"Bild" oskarża kanclerza Olafa Scholza o wstrzymywanie pomocy dla Ukrainy

Oprac.: Michał Blus
Kanclerz Niemiec Olaf Scholz zadaje naiwne pytania w mediach społecznościowych, podczas gdy sytuacja na wschodzie Ukrainy wymaga pilnego zaangażowania - zauważył "Bild". Polityka rządu w Berlinie jest chaotyczna i psuje wizerunek kraju - dodają redaktorzy dziennika.

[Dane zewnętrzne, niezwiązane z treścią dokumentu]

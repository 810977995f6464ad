use pretty_assertions::assert_eq;

use super::*;
use asf_ir::Span;
use asf_parse::parse;

fn check(source: &str) -> Vec<Diagnostic> {
    let output = parse(source);
    assert!(!output.has_errors(), "{source:?}: {:?}", output.errors);
    run_rules(&output.formula)
}

fn summary(source: &str) -> Vec<(ErrorCode, Span)> {
    check(source).into_iter().map(|d| (d.code, d.span)).collect()
}

#[test]
fn test_registry_order() {
    let codes: Vec<_> = RuleRegistry::new().rules.iter().map(|rule| rule.code()).collect();
    assert_eq!(
        codes,
        vec![
            ErrorCode::UnknownFunctionName,
            ErrorCode::UnknownMethodName,
            ErrorCode::InvalidFunctionSignature,
            ErrorCode::InvalidMethodSignature,
            ErrorCode::InvalidMethodInvocationTarget,
            ErrorCode::InvalidAssignmentToDeallocationOption,
            ErrorCode::InvalidAssignmentFromKeyword,
        ]
    );
}

#[test]
fn test_clean_formula() {
    let source = "$TargetDedicatedNodes = max(0, min(avg($CPUPercent.GetSample(TimeInterval_Minute * 5)), 10));\n\
                  $NodeDeallocationOption = taskcompletion;";
    assert!(check(source).is_empty());
}

#[test]
fn test_arity_matches_an_overload() {
    assert!(check("a = rand()").is_empty());
    assert!(check("a = time(); b = time(\"2024-01-01\")").is_empty());
    assert!(check("a = $CPUPercent.GetSample(1, 2, 3)").is_empty());
}

#[test]
fn test_arity_mismatch_names_function_and_count() {
    let diagnostics = check("a = rand(2, 3)");
    assert_eq!(diagnostics.len(), 1);
    let diagnostic = &diagnostics[0];
    assert_eq!(diagnostic.code, ErrorCode::InvalidFunctionSignature);
    assert_eq!(diagnostic.message, "function `rand` does not take 2 arguments");
    assert_eq!(diagnostic.span, Span::new(4, 14));
    assert_eq!(diagnostic.notes, vec!["expected `rand(): double`".to_string()]);
}

#[test]
fn test_method_arity_mismatch() {
    let diagnostics = check("a = $CPUPercent.Count(1)");
    assert_eq!(diagnostics.len(), 1);
    assert_eq!(diagnostics[0].code, ErrorCode::InvalidMethodSignature);
    assert_eq!(diagnostics[0].message, "method `Count` does not take 1 argument");
    assert_eq!(diagnostics[0].span, Span::new(4, 24));
}

#[test]
fn test_unknown_function_skips_arity() {
    assert_eq!(
        summary("a = foo(1)"),
        vec![(ErrorCode::UnknownFunctionName, Span::new(4, 7))]
    );
    assert_eq!(
        summary("a = Rand()"),
        vec![(ErrorCode::UnknownFunctionName, Span::new(4, 8))]
    );
}

#[test]
fn test_unknown_method_on_sampling_variable() {
    assert_eq!(
        summary("a = $CPUPercent.GetStuff()"),
        vec![(ErrorCode::UnknownMethodName, Span::new(16, 24))]
    );
}

#[test]
fn test_invalid_invocation_target() {
    let diagnostics = check("a = b.Count()");
    assert_eq!(diagnostics.len(), 1);
    assert_eq!(diagnostics[0].code, ErrorCode::InvalidMethodInvocationTarget);
    assert_eq!(diagnostics[0].message, "`b` is not a sampling variable");
    assert_eq!(diagnostics[0].span, Span::new(4, 5));
}

#[test]
fn test_keyword_assignment_rules() {
    assert!(check("$NodeDeallocationOption = taskcompletion").is_empty());

    let diagnostics = check("abc = taskcompletion");
    assert_eq!(diagnostics.len(), 1);
    assert_eq!(diagnostics[0].code, ErrorCode::InvalidAssignmentFromKeyword);
    assert_eq!(diagnostics[0].span, Span::new(6, 20));
    assert_eq!(
        diagnostics[0].message,
        "keyword `taskcompletion` cannot be assigned to `abc`"
    );

    assert_eq!(
        summary("$NodeDeallocationOption = 1"),
        vec![(ErrorCode::InvalidAssignmentToDeallocationOption, Span::new(26, 27))]
    );
}

#[test]
fn test_output_grouped_by_rule() {
    assert_eq!(
        summary("a = foo() + $X.Bad(); b = rand(1)"),
        vec![
            (ErrorCode::UnknownFunctionName, Span::new(4, 7)),
            (ErrorCode::UnknownMethodName, Span::new(15, 18)),
            (ErrorCode::InvalidFunctionSignature, Span::new(26, 33)),
            (ErrorCode::InvalidMethodInvocationTarget, Span::new(12, 14)),
        ]
    );
}

#[test]
fn test_within_a_rule_nested_calls_report_first() {
    assert_eq!(
        summary("a = foo(bar(1))"),
        vec![
            (ErrorCode::UnknownFunctionName, Span::new(8, 11)),
            (ErrorCode::UnknownFunctionName, Span::new(4, 7)),
        ]
    );
}

#[test]
fn test_custom_registry() {
    let registry = RuleRegistry::with_rules(vec![Box::new(UnknownMethodName)]);
    let output = parse("a = foo(); b = $CPUPercent.Nope()");
    let diagnostics = registry.run(&output.formula);
    assert_eq!(diagnostics.len(), 1);
    assert_eq!(diagnostics[0].code, ErrorCode::UnknownMethodName);
}
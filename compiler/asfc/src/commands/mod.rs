//! Command handlers for the `asf` CLI.
//!
//! Each handler writes to a caller-supplied writer and returns an
//! [`Outcome`](crate::Outcome) or a [`CliError`]. Input loading lives here
//! in the module root.

mod check;
mod debug;
mod explain;

use std::io::Read;

pub use check::{check_file, check_to};
pub use debug::{braces_to, lex_to, parse_to};
pub use explain::explain_to;

use crate::CliError;

/// Read `path`, or standard input when `path` is `-`.
pub fn read_input(path: &str) -> Result<String, CliError> {
    if path == "-" {
        let mut text = String::new();
        std::io::stdin()
            .read_to_string(&mut text)
            .map_err(|e| CliError::read("<stdin>", e))?;
        return Ok(text);
    }
    std::fs::read_to_string(path).map_err(|e| CliError::read(path, e))
}

/// How `path` is named in output.
pub fn display_name(path: &str) -> &str {
    if path == "-" {
        "<stdin>"
    } else {
        path
    }
}
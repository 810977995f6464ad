//! Diagnostic emitters.
//!
//! - [`TerminalEmitter`]: human-readable, optionally colored, with a source
//!   snippet when the source text is attached
//! - [`JsonEmitter`]: a JSON array for editors and scripts

mod json;
mod terminal;

pub use json::JsonEmitter;
pub use terminal::{ColorMode, TerminalEmitter};

use crate::Diagnostic;

pub trait DiagnosticEmitter {
    fn emit(&mut self, diagnostic: &Diagnostic);

    fn emit_all(&mut self, diagnostics: &[Diagnostic]) {
        for diag in diagnostics {
            self.emit(diag);
        }
    }

    /// Flush any buffered output.
    fn flush(&mut self);

    fn emit_summary(&mut self, error_count: usize, warning_count: usize);
}

/// Returns "s" for plural counts, "" for singular.
#[inline]
pub(crate) fn plural_s(count: usize) -> &'static str {
    if count == 1 {
        ""
    } else {
        "s"
    }
}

"Wojna rodzi wiele pytań, takich jak: Czy przemoc można zwalczać przemocą? Czy można stworzyć pokój bez broni? Powinniśmy przedyskutować obydwa pytania z szacunkiem. Ale jedno jest jasne: wspieramy Ukrainę, aby przemoc nie stała się normą"- napisał w mediach społecznościowych kanclerz Olaf Scholz
"Biorąc pod uwagę krwawą agresywną wojnę, prowadzoną przez zbrodniarza wojennego Putina przeciwko Ukrainie, w jaki sposób kanclerz może stawiać tak naiwne pytania, na które z łatwością da się odpowiedzieć?" - pytał niemiecki dziennik "Bild".

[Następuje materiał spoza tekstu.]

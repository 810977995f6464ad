//! Parser tests.
//!
//! - `parser`: trees, precedence and spans for valid input
//! - `recovery`: statement-level error recovery
//! - `properties`: totality and span invariants on arbitrary input

mod properties;

use asf_ir::{Expr, ExprKind, UnaryOp};

/// Compact prefix rendering of an expression tree.
pub(crate) fn sexpr(expr: &Expr) -> String {
    match &expr.kind {
        ExprKind::Ternary {
            condition,
            true_value,
            false_value,
        } => format!("(? {} {} {})", sexpr(condition), sexpr(true_value), sexpr(false_value)),
        ExprKind::Binary { op, left, right } => {
            format!("({} {} {})", op.symbol(), sexpr(left), sexpr(right))
        }
        ExprKind::Unary { op, operand } => {
            let name = match op {
                UnaryOp::Negate => "neg",
                UnaryOp::Not => "not",
            };
            format!("({name} {})", sexpr(operand))
        }
        ExprKind::FunctionCall {
            function,
            arguments,
            ..
        } => with_arguments(format!("(call {}", function.name), arguments),
        ExprKind::MethodInvocation {
            object,
            method,
            arguments,
            ..
        } => with_arguments(format!("(invoke {} {}", object.name, method.name), arguments),
        ExprKind::Parenthesized { inner, .. } => format!("(paren {})", sexpr(inner)),
        ExprKind::Identifier(name) => name.clone(),
        ExprKind::Keyword(name) => format!("kw:{name}"),
        ExprKind::Double(value) => value.to_string(),
        ExprKind::String(text) => format!("{text:?}"),
    }
}

fn with_arguments(mut head: String, arguments: &[Expr]) -> String {
    for argument in arguments {
        head.push(' ');
        head.push_str(&sexpr(argument));
    }
    head.push(')');
    head
}
//! Argument counts against the overloads of a known name.
//!
//! Arity is checked by membership only: a call is valid when its argument
//! count equals the parameter count of at least one overload. Unknown names
//! are left to the name rules.

use asf_diagnostic::{Diagnostic, ErrorCode};
use asf_ir::{signatures, ExprKind, Node, SignatureTable, Span};

use super::Rule;

pub struct InvalidFunctionSignature;

impl Rule for InvalidFunctionSignature {
    fn code(&self) -> ErrorCode {
        ErrorCode::InvalidFunctionSignature
    }

    fn check(&self, node: Node<'_>, out: &mut Vec<Diagnostic>) {
        let Node::Expr(expr) = node else { return };
        let ExprKind::FunctionCall {
            function,
            arguments,
            ..
        } = &expr.kind
        else {
            return;
        };
        if let Some(diagnostic) = check_arity(
            self.code(),
            signatures::functions(),
            "function",
            &function.name,
            arguments.len(),
            expr.span,
        ) {
            out.push(diagnostic);
        }
    }
}

pub struct InvalidMethodSignature;

impl Rule for InvalidMethodSignature {
    fn code(&self) -> ErrorCode {
        ErrorCode::InvalidMethodSignature
    }

    fn check(&self, node: Node<'_>, out: &mut Vec<Diagnostic>) {
        let Node::Expr(expr) = node else { return };
        let ExprKind::MethodInvocation {
            method, arguments, ..
        } = &expr.kind
        else {
            return;
        };
        if let Some(diagnostic) = check_arity(
            self.code(),
            signatures::methods(),
            "method",
            &method.name,
            arguments.len(),
            expr.span,
        ) {
            out.push(diagnostic);
        }
    }
}

fn check_arity(
    code: ErrorCode,
    table: &SignatureTable,
    what: &str,
    name: &str,
    count: usize,
    span: Span,
) -> Option<Diagnostic> {
    let overloads = table.get(name)?;
    if table.parameter_counts(name)?.contains(&count) {
        return None;
    }
    let diagnostic = Diagnostic::new(
        code,
        format!(
            "{what} `{name}` does not take {count} argument{}",
            if count == 1 { "" } else { "s" }
        ),
        span,
    );
    Some(
        overloads
            .iter()
            .fold(diagnostic, |d, overload| d.with_note(format!("expected `{}`", overload.label()))),
    )
}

Sytuacja w Donbasie jest dramatyczna, żołnierzom od tygodni brakuje ciężkiej broni i amunicji - przypomniała gazeta. "Nie dość, że samo opóźnianie dostaw broni na Ukrainę jest czymś złym, to kanclerz - celowo lub nieumyślnie - wprowadza chaos komunikacyjny, który psuje wizerunek Niemiec w świecie" - dodali redaktorzy.
Jak zauważył "Bild", Kanclerz unika wyjazdu do Kijowa, nie chce potwierdzić, że to Ukraina musi wygrać tę wojnę, a teraz dodatkowo dyskutuje o sprawach, które na Ukrainie, a zwłaszcza w Europie Wschodniej, można odczytywać jako prowokację.
"Kanclerzu, tak nie może być!" - ostrzegł "Bild" i podkreślił , że "Scholzowi grozi przejście do historii jako szef niemieckiego rządu, który wahał się w sprawie wysyłania broni do Ukrainy. A także jako kanclerz, którego wypowiedzi są wykorzystywane przez rosyjską propagandę".